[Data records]
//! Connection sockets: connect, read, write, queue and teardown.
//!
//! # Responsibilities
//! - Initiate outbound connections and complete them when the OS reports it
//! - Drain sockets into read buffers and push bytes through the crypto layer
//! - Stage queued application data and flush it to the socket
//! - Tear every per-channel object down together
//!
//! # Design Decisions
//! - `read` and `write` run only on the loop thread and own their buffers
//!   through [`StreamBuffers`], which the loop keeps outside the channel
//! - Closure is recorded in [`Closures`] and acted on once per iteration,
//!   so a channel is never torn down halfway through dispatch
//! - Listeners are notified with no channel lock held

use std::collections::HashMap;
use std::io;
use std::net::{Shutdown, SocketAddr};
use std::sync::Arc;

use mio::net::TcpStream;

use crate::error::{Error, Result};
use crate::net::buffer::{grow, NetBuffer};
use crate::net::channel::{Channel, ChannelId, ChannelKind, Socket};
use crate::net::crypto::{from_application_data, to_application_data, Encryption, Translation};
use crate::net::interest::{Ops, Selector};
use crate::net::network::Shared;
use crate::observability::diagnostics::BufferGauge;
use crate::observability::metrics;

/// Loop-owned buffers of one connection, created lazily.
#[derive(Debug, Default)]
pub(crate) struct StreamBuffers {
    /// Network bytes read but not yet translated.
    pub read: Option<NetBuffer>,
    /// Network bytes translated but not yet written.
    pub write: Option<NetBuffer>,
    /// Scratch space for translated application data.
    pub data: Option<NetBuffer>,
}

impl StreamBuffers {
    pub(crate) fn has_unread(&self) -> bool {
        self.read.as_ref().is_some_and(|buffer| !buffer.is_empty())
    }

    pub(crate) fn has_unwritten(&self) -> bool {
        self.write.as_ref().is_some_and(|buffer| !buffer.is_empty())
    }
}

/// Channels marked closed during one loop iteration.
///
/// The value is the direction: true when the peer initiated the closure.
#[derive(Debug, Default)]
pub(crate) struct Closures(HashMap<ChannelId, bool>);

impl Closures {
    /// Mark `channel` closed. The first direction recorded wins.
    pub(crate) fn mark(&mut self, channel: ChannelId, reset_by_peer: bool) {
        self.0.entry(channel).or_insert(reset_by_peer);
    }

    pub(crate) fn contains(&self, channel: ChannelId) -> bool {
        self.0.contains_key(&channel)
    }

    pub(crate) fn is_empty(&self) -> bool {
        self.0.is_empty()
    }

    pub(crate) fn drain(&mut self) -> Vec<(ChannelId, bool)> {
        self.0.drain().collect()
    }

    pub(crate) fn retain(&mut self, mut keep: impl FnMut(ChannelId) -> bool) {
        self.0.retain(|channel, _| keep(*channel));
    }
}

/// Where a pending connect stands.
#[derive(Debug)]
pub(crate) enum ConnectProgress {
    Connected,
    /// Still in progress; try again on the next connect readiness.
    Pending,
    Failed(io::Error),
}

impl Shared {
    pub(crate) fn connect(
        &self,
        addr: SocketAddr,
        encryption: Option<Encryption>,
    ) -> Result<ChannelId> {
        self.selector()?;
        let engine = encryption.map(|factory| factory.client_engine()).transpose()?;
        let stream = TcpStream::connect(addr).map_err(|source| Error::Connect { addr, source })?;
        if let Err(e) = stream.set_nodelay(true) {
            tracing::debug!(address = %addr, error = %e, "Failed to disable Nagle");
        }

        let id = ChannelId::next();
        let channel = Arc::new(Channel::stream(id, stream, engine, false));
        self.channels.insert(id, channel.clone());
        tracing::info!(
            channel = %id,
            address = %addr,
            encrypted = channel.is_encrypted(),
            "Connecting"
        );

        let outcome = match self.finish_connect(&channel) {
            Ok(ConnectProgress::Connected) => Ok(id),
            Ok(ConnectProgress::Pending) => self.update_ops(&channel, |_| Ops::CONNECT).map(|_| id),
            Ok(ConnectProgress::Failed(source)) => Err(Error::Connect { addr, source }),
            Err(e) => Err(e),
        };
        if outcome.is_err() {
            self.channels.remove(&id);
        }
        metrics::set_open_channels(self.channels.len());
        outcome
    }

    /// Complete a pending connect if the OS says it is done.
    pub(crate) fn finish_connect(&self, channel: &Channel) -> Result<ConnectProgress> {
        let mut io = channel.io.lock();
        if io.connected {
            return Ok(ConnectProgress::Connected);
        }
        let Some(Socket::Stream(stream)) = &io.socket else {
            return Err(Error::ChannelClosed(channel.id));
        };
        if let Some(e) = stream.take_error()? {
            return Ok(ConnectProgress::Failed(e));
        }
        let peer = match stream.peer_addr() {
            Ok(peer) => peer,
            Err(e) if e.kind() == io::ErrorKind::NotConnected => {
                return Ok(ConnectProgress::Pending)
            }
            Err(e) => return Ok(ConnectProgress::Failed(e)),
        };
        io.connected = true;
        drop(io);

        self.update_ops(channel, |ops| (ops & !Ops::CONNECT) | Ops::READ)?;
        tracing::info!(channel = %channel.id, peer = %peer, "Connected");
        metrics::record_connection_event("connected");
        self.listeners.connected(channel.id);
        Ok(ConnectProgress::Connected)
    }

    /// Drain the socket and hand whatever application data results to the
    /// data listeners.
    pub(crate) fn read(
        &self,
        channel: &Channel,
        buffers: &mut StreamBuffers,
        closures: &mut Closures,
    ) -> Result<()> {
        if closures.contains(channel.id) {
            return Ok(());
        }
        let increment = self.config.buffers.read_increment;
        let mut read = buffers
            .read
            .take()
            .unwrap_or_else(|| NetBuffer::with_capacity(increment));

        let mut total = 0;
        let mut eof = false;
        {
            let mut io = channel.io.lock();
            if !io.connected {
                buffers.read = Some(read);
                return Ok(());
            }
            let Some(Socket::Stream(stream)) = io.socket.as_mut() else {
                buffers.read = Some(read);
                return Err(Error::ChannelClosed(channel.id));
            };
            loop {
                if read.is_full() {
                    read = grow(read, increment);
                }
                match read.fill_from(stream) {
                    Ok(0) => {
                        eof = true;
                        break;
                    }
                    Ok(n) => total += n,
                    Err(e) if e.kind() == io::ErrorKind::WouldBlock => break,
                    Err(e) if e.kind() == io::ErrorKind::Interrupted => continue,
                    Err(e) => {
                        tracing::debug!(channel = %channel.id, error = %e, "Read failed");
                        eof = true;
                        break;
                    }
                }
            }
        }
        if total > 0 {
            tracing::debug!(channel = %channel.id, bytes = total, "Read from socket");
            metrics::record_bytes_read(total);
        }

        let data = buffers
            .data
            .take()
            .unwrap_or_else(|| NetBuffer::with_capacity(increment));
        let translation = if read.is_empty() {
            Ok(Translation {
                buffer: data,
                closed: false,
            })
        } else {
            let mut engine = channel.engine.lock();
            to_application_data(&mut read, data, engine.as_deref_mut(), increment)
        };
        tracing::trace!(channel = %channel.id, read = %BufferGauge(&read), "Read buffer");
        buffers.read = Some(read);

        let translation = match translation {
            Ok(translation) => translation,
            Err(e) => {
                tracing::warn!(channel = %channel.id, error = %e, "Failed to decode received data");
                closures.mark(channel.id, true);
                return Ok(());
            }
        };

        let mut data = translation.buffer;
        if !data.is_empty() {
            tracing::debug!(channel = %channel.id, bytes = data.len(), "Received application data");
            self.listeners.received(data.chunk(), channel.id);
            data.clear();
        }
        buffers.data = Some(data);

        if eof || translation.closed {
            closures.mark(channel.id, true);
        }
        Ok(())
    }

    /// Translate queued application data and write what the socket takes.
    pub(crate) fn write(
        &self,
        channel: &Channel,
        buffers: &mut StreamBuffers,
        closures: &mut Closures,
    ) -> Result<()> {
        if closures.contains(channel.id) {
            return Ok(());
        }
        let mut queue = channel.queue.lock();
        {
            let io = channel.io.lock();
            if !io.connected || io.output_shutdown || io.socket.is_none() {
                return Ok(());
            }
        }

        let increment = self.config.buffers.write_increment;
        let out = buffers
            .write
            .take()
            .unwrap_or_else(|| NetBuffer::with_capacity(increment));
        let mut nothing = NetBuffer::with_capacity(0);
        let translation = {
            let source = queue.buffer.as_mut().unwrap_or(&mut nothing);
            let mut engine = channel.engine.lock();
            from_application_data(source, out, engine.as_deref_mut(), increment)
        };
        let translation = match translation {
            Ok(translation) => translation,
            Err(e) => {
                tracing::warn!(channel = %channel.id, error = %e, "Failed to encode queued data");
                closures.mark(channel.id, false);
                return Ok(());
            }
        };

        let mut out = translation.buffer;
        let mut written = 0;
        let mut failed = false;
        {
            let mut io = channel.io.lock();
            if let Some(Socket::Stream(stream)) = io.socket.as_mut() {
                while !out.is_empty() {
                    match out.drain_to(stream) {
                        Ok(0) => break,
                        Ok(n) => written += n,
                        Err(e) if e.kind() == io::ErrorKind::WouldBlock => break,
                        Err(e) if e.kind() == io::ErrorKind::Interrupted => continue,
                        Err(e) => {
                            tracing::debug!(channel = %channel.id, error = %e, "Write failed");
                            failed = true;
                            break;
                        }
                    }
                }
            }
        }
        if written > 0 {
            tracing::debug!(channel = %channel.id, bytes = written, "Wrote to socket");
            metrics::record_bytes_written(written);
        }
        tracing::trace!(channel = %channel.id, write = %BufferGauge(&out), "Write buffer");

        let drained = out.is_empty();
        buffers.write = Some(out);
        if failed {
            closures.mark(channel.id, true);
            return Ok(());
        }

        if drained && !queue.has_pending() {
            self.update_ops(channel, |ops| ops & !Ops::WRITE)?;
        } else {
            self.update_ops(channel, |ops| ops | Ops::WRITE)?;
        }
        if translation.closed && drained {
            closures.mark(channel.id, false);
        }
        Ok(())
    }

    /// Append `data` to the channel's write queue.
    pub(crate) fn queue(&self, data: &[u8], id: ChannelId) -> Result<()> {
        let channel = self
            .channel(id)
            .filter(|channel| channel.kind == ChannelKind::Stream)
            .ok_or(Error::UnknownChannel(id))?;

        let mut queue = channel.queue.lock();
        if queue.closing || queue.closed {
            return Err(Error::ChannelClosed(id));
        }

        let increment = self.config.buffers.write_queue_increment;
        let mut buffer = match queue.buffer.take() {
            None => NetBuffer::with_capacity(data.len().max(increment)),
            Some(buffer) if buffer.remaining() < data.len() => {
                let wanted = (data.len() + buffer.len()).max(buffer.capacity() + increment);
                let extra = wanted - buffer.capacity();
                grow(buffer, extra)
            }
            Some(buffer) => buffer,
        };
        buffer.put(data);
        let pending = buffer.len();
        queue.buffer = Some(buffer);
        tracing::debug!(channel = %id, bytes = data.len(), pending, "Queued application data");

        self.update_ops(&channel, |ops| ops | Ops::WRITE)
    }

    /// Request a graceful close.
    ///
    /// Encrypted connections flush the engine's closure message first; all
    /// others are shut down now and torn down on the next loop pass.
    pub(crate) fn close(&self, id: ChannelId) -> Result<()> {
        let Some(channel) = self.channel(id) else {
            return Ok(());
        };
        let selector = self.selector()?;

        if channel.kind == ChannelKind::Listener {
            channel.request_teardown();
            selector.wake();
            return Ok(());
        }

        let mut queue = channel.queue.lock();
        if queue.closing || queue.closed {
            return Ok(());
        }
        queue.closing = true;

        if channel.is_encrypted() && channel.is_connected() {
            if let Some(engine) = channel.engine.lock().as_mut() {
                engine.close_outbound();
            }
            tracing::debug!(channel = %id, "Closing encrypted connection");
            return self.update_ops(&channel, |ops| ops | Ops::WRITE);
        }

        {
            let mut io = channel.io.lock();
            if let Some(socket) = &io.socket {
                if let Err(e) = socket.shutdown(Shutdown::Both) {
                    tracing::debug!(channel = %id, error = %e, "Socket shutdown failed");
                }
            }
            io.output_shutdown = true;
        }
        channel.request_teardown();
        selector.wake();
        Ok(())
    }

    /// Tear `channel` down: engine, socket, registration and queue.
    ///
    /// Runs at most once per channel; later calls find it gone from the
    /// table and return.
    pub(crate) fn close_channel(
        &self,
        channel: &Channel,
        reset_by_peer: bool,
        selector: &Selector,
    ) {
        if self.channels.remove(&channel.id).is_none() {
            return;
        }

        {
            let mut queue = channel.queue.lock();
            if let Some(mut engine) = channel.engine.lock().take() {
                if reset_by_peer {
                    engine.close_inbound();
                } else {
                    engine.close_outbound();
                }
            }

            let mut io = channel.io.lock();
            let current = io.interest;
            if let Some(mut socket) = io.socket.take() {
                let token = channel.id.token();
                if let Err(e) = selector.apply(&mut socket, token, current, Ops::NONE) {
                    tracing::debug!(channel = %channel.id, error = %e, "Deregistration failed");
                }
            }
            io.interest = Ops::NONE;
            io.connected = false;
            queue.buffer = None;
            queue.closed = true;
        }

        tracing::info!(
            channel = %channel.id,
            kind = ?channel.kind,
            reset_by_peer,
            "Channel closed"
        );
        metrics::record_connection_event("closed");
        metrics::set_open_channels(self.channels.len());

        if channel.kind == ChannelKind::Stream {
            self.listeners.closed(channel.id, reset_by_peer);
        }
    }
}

## WORK ITEM
Scan the data above for the word "extra" and report every line where it is found.

## REPLY TO THE TASK
                let extra = wanted - buffer.capacity();
                grow(buffer, extra)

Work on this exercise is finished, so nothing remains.